Published: Monday, July 27 2015 8:17 p.m. MDT

Park Ranger Matthew Chuvarsky talks to St. George resident Melissa Norris on Oct. 5, 2013 after her hike in Zion National Park that violated the park's closure after the government shutdown. (McKenzie Romero, Deseret News Archives) Park Ranger Matthew Chuvarsky talks to St. George resident Melissa Norris on Oct. 5, 2013 after her hike in Zion National Park that violated the park's closure after the government shutdown. (McKenzie Romero, Deseret News Archives)

SALT LAKE CITY — A Senate committee unanimously recommended a contingency plan for managing federal facilities, should something like the partial government shutdown in 2013 happen again.

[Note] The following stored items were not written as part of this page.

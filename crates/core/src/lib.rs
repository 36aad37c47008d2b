//! Pure domain logic for the DevQuest progression system.
//!
//! Everything in this crate is side-effect free: streak evaluation, reward
//! calculation, and the achievement catalog operate on plain values so they
//! can be exercised without a database or runtime.

pub mod achievements;
pub mod error;
pub mod guard;
pub mod rewards;
pub mod streak;
pub mod types;
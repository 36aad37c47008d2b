//! Event bus backed by a `tokio::sync::broadcast` channel.
//!
//! [`EventBus`] is the publish/subscribe hub for [`DomainEvent`]s, shared via
//! `Arc<EventBus>` across the application.

use chrono::{DateTime, Utc};
use devquest_core::types::DbId;
use serde::{Deserialize, Serialize};
use tokio::sync::broadcast;

// ---------------------------------------------------------------------------
// DomainEvent
// ---------------------------------------------------------------------------

/// A domain event emitted by the progression engine or a handler.
#[derive(Debug, Clone, Serialize, Deserialize)]
pub struct DomainEvent {
    /// Dot-separated event name, e.g. `"task.completed"`.
    pub event_type: String,

    /// The user this event is addressed to. `None` means the event is a
    /// broadcast (e.g. a leaderboard update) delivered to every client.
    pub user_id: Option<DbId>,

    /// Free-form JSON payload carrying event-specific data.
    pub payload: serde_json::Value,

    /// When the event was created (UTC).
    pub timestamp: DateTime<Utc>,
}

impl DomainEvent {
    /// Create a broadcast event with only the required `event_type`.
    pub fn new(event_type: impl Into<String>) -> Self {
        Self {
            event_type: event_type.into(),
            user_id: None,
            payload: serde_json::Value::Object(Default::default()),
            timestamp: Utc::now(),
        }
    }

    /// Address the event to a single user's live sessions.
    pub fn for_user(mut self, user_id: DbId) -> Self {
        self.user_id = Some(user_id);
        self
    }

    /// Set the JSON payload for the event.
    pub fn with_payload(mut self, payload: serde_json::Value) -> Self {
        self.payload = payload;
        self
    }
}

// ---------------------------------------------------------------------------
// EventBus
// ---------------------------------------------------------------------------

/// Default buffer capacity for the broadcast channel.
const DEFAULT_CAPACITY: usize = 1024;

/// In-process fan-out event bus.
///
/// Wraps a [`broadcast::Sender`] so that any number of subscribers can
/// independently receive every published [`DomainEvent`].
pub struct EventBus {
    sender: broadcast::Sender<DomainEvent>,
}

impl EventBus {
    /// Create a bus with a specific channel capacity.
    ///
    /// When the buffer is full the oldest un-consumed messages are dropped
    /// and slow receivers observe a `RecvError::Lagged`.
    pub fn new(capacity: usize) -> Self {
        let (sender, _) = broadcast::channel(capacity);
        Self { sender }
    }

    /// Publish an event to all current subscribers.
    ///
    /// Publishing is fire-and-forget: with zero receivers the event is
    /// silently dropped, and a send failure never propagates to the caller.
    pub fn publish(&self, event: DomainEvent) {
        let _ = self.sender.send(event);
    }

    /// Subscribe to all events published on this bus.
    pub fn subscribe(&self) -> broadcast::Receiver<DomainEvent> {
        self.sender.subscribe()
    }
}

impl Default for EventBus {
    fn default() -> Self {
        Self::new(DEFAULT_CAPACITY)
    }
}

// ---------------------------------------------------------------------------
// Tests
// ---------------------------------------------------------------------------

#[cfg(test)]
mod tests {
    use super::*;

    #[tokio::test]
    async fn publish_and_receive_single_subscriber() {
        let bus = EventBus::default();
        let mut rx = bus.subscribe();

        let event = DomainEvent::new("task.completed")
            .for_user(7)
            .with_payload(serde_json::json!({"task_id": 42}));

        bus.publish(event);

        let received = rx.recv().await.expect("should receive the event");
        assert_eq!(received.event_type, "task.completed");
        assert_eq!(received.user_id, Some(7));
        assert_eq!(received.payload["task_id"], 42);
    }

    #[tokio::test]
    async fn multiple_subscribers_receive_same_event() {
        let bus = EventBus::default();
        let mut rx1 = bus.subscribe();
        let mut rx2 = bus.subscribe();

        bus.publish(DomainEvent::new("leaderboard.updated"));

        let e1 = rx1.recv().await.expect("subscriber 1 should receive");
        let e2 = rx2.recv().await.expect("subscriber 2 should receive");

        assert_eq!(e1.event_type, "leaderboard.updated");
        assert_eq!(e2.event_type, "leaderboard.updated");
    }

    #[test]
    fn publish_with_no_subscribers_does_not_panic() {
        let bus = EventBus::default();
        bus.publish(DomainEvent::new("orphan.event"));
    }

    #[test]
    fn default_event_is_broadcast_with_empty_payload() {
        let event = DomainEvent::new("bare.event");
        assert_eq!(event.event_type, "bare.event");
        assert!(event.user_id.is_none());
        assert!(event.payload.is_object());
    }
}
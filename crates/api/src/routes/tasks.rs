//! Route definitions for the `/tasks` resource.

use axum::routing::{get, post};
use axum::Router;

use crate::handlers::tasks;
use crate::state::AppState;

/// Routes mounted at `/tasks`.
///
/// ```text
/// GET    /tasks                -> list_tasks
/// POST   /tasks                -> create_task
/// GET    /tasks/{id}           -> get_task
/// PUT    /tasks/{id}           -> update_task
/// DELETE /tasks/{id}           -> delete_task
/// POST   /tasks/{id}/complete  -> complete_task (rewarded)
/// ```
pub fn router() -> Router<AppState> {
    Router::new()
        .route("/tasks", get(tasks::list_tasks).post(tasks::create_task))
        .route(
            "/tasks/{id}",
            get(tasks::get_task)
                .put(tasks::update_task)
                .delete(tasks::delete_task),
        )
        .route("/tasks/{id}/complete", post(tasks::complete_task))
}
use std::collections::HashMap;

use axum::body::Bytes;
use axum::extract::ws::Message;
use devquest_core::types::{DbId, Timestamp};
use tokio::sync::{mpsc, RwLock};

/// Channel sender half for pushing messages to a WebSocket connection.
pub type WsSender = mpsc::UnboundedSender<Message>;

/// Metadata for a single WebSocket connection.
pub struct WsConnection {
    /// Authenticated user id; `None` for anonymous connections, which only
    /// receive broadcast events.
    pub user_id: Option<DbId>,
    /// Channel sender for outbound messages to this connection.
    pub sender: WsSender,
    /// When this connection was established.
    pub connected_at: Timestamp,
}

/// Manages all active WebSocket connections.
///
/// Thread-safe via interior `RwLock`; designed to be wrapped in `Arc` and
/// shared across the application.
pub struct WsManager {
    connections: RwLock<HashMap<String, WsConnection>>,
}

impl WsManager {
    /// Create a new, empty connection manager.
    pub fn new() -> Self {
        Self {
            connections: RwLock::new(HashMap::new()),
        }
    }

    /// Register a new connection.
    ///
    /// Returns the receiver half of the message channel so the caller can
    /// forward messages to the WebSocket sink.
    pub async fn add(
        &self,
        conn_id: String,
        user_id: Option<DbId>,
    ) -> mpsc::UnboundedReceiver<Message> {
        let (tx, rx) = mpsc::unbounded_channel();
        let conn = WsConnection {
            user_id,
            sender: tx,
            connected_at: chrono::Utc::now(),
        };
        self.connections.write().await.insert(conn_id, conn);
        rx
    }

    /// Remove a connection by its ID.
    pub async fn remove(&self, conn_id: &str) {
        self.connections.write().await.remove(conn_id);
    }

    /// Broadcast a message to all connected clients.
    ///
    /// Connections whose send channels are closed are silently skipped
    /// (they will be cleaned up on their next receive loop iteration).
    pub async fn broadcast(&self, message: Message) {
        let conns = self.connections.read().await;
        for conn in conns.values() {
            let _ = conn.sender.send(message.clone());
        }
    }

    /// Send a message to all connections belonging to a specific user.
    ///
    /// Returns the number of connections the message was sent to.
    pub async fn send_to_user(&self, user_id: DbId, message: Message) -> usize {
        let conns = self.connections.read().await;
        let mut count = 0;
        for conn in conns.values() {
            if conn.user_id == Some(user_id) {
                let _ = conn.sender.send(message.clone());
                count += 1;
            }
        }
        count
    }

    /// Return the current number of active connections.
    pub async fn connection_count(&self) -> usize {
        self.connections.read().await.len()
    }

    /// Send a Close frame to every connection, then clear the map.
    ///
    /// Used during graceful shutdown to notify all clients before the
    /// server stops accepting new connections.
    pub async fn shutdown_all(&self) {
        let mut conns = self.connections.write().await;
        let count = conns.len();
        for conn in conns.values() {
            let _ = conn.sender.send(Message::Close(None));
        }
        conns.clear();
        tracing::info!(count, "Closed all WebSocket connections");
    }

    /// Send a Ping frame to every connected client.
    ///
    /// Used by the heartbeat task to keep connections alive and detect
    /// stale ones.
    pub async fn ping_all(&self) {
        let conns = self.connections.read().await;
        for conn in conns.values() {
            let _ = conn.sender.send(Message::Ping(Bytes::new()));
        }
    }
}

impl Default for WsManager {
    fn default() -> Self {
        Self::new()
    }
}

In cases of fiscal emergency, HB133 would allow the governor to work with the federal government to keep national parks, monuments, forests and recreation areas open and maintained.

Bill sponsor Rep. David Lifferth, R-Eagle Mountain, established his "credentials" Friday by placing worn hiking boots and a Nalgene water bottle on the table before presenting HB133 to the Senate Business and Labor Committee. Lifferth said he loves Utah's state and national parks.

HB133 would put in place a "rational and methodical" process to have a special session of the Legislature called so parks can stay open "despite the actions or inactions of Washington, D.C.," Lifferth said.